20.Payment Received under degree of Court:In year 2004, the assessee had purchased certain land. On the eastern side of property, “P” a public company of developers, had trespassed assessee’s property by using a private road to reach their land located the said property. To get the encroached portion retrieved, the assessee filed civil suit for restraining that company’s entry on assessee’s land. As per the Court decree resulted in to by way of compromise between parties, the assessee permitted the use of private road enabling “P” to reach its property and in turn “P” paid certain amount to assessee. The assessee treated the said receipt as capital receipt. The assessing officer treated the said receipt as rent and taxable as income from house property. Commissioner (Appeals), reversed the finding of Assessing Officer. The Tribunal held that there being no relationship of land lord and tenant, between parties, amount received by assessee was only a capital receipt could not be taxed under the Act being an intangible asset having no cost. The Tribunal also held that the said receipt cannot be taxed as income from other sources. Refer, Dy. CIT v. T. Kannan, 48 SOT 374.
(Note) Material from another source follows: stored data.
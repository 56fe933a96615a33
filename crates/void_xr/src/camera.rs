//! XR camera as seen by the placement code

use glam::{Mat4, Quat, Vec2, Vec3};
use void_math::Ray;

/// The XR camera for the current frame: world matrix plus projection.
#[derive(Clone, Copy, Debug, PartialEq)]
pub struct XrCamera {
    /// Camera world matrix (camera-to-world)
    pub world: Mat4,
    /// Projection matrix
    pub projection: Mat4,
    /// Viewport aspect ratio (width / height)
    pub aspect: f32,
}

impl XrCamera {
    pub fn new(world: Mat4, projection: Mat4, aspect: f32) -> Self {
        Self { world, projection, aspect }
    }

    /// Perspective camera at `position` with `rotation`
    pub fn perspective(position: Vec3, rotation: Quat, fov_y: f32, aspect: f32) -> Self {
        Self {
            world: Mat4::from_rotation_translation(rotation, position),
            projection: Mat4::perspective_rh(fov_y, aspect, 0.01, 100.0),
            aspect,
        }
    }

    #[inline]
    pub fn position(&self) -> Vec3 {
        self.world.w_axis.truncate()
    }

    pub fn orientation(&self) -> Quat {
        let (_, rotation, _) = self.world.to_scale_rotation_translation();
        rotation
    }

    /// Viewing direction (-Z of the camera) in world space
    pub fn forward(&self) -> Vec3 {
        self.world.transform_vector3(Vec3::NEG_Z).normalize_or_zero()
    }

    pub fn up(&self) -> Vec3 {
        self.world.transform_vector3(Vec3::Y).normalize_or_zero()
    }

    pub fn right(&self) -> Vec3 {
        self.world.transform_vector3(Vec3::X).normalize_or_zero()
    }

    /// Project a world-space point to normalized device coordinates
    pub fn project(&self, point: Vec3) -> Vec2 {
        let view_projection = self.projection * self.world.inverse();
        view_projection.project_point3(point).truncate()
    }

    /// Ray from the camera through a point in normalized device coordinates
    pub fn ray(&self, ndc: Vec2) -> Ray {
        Ray::from_camera(ndc, &self.world, &self.projection)
    }
}

impl Default for XrCamera {
    fn default() -> Self {
        Self::perspective(Vec3::ZERO, Quat::IDENTITY, 60f32.to_radians(), 1.0)
    }
}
21.Interest on income tax not deductible:Assessee earned interest income on income tax refund. It also paid interest on late payment of tax. Assessee claimed that interest paid by it was to be set off against interest received and it was only net interest was liable to tax. The assessing officer rejected the claim. The Tribunal confirmed the view of the Assessing Officer that the gross interest was liable to be assessed. Refer, Dy. CIT v. Sandvik Asia Ltd., 133 ITD 126.

The above analysis is based on the recent judgement.Please give your feedback & comments at mr_manish_ca@yahoo.com.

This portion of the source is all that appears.